ABOUT THIS TASK: What lines in the data below mention the string "ExclusionError"? Copy them out.
BEGIN LISTED ENTRIES
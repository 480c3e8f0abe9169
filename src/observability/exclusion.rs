//! Path exclusions for exchange logging.
//!
//! # Responsibilities
//! - Parse `logbook.exclude` patterns once at startup
//! - Decide, from the path alone, whether an exchange is logged
//!
//! # Design Decisions
//! - Path matching is case-sensitive
//! - `/management/**` and `/actuator/**` are always excluded
//! - No regex: patterns are segment lists matched in O(segments)

use thiserror::Error;

/// Paths that are never logged.
pub const DEFAULT_EXCLUSIONS: &[&str] = &["/management/**", "/actuator/**"];

#[derive(Debug, Error, PartialEq, Eq)]
pub enum ExclusionError {
    #[error("pattern '{0}' must start with '/'")]
    NotAbsolute(String),

    #[error("pattern '{0}': '**' is only allowed as the last segment")]
    MisplacedDoubleStar(String),
}

#[derive(Debug, Clone, PartialEq, Eq)]
enum PatternSegment {
    Literal(String),
    /// `*`: exactly one segment.
    Any,
}

/// One parsed exclusion pattern.
#[derive(Debug, Clone, PartialEq, Eq)]
pub struct PathPattern {
    raw: String,
    segments: Vec<PatternSegment>,
    /// Trailing `/**`: the pattern also matches anything below it.
    subtree: bool,
}

impl PathPattern {
    pub fn parse(pattern: &str) -> Result<Self, ExclusionError> {
        let trimmed = pattern.trim();
        if !trimmed.starts_with('/') {
            return Err(ExclusionError::NotAbsolute(pattern.to_string()));
        }

        let parts: Vec<&str> = split_segments(trimmed).collect();
        let mut segments = Vec::with_capacity(parts.len());
        let mut subtree = false;
        for (i, part) in parts.iter().enumerate() {
            match *part {
                "**" if i + 1 == parts.len() => subtree = true,
                "**" => return Err(ExclusionError::MisplacedDoubleStar(pattern.to_string())),
                "*" => segments.push(PatternSegment::Any),
                literal => segments.push(PatternSegment::Literal(literal.to_string())),
            }
        }

        Ok(Self {
            raw: trimmed.to_string(),
            segments,
            subtree,
        })
    }

    pub fn as_str(&self) -> &str {
        &self.raw
    }

    pub fn matches(&self, path: &str) -> bool {
        let parts: Vec<&str> = split_segments(path).collect();
        if parts.len() < self.segments.len() {
            return false;
        }
        if !self.subtree && parts.len() != self.segments.len() {
            return false;
        }
        self.segments
            .iter()
            .zip(parts.iter())
            .all(|(segment, part)| match segment {
                PatternSegment::Any => true,
                PatternSegment::Literal(literal) => literal == part,
            })
    }
}

fn split_segments(path: &str) -> impl Iterator<Item = &str> {
    path.split('/').filter(|s| !s.is_empty())
}

/// The full exclusion list: defaults plus configured patterns.
#[derive(Debug, Clone)]
pub struct PathExclusions {
    patterns: Vec<PathPattern>,
}

impl Default for PathExclusions {
    fn default() -> Self {
        Self {
            patterns: DEFAULT_EXCLUSIONS
                .iter()
                .filter_map(|p| PathPattern::parse(p).ok())
                .collect(),
        }
    }
}

impl PathExclusions {
    /// Defaults extended with `extra`.
    pub fn with_patterns<S: AsRef<str>>(extra: &[S]) -> Result<Self, ExclusionError> {
        let mut exclusions = Self::default();
        for pattern in extra {
            let parsed = PathPattern::parse(pattern.as_ref())?;
            if !exclusions.patterns.contains(&parsed) {
                exclusions.patterns.push(parsed);
            }
        }
        Ok(exclusions)
    }

    pub fn is_excluded(&self, path: &str) -> bool {
        self.patterns.iter().any(|p| p.matches(path))
    }

    pub fn patterns(&self) -> &[PathPattern] {
        &self.patterns
    }
}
END LISTED ENTRIES
RESPONSE TO THE EXERCISE:
pub enum ExclusionError {
    pub fn parse(pattern: &str) -> Result<Self, ExclusionError> {
            return Err(ExclusionError::NotAbsolute(pattern.to_string()));
                "**" => return Err(ExclusionError::MisplacedDoubleStar(pattern.to_string())),
    pub fn with_patterns<S: AsRef<str>>(extra: &[S]) -> Result<Self, ExclusionError> {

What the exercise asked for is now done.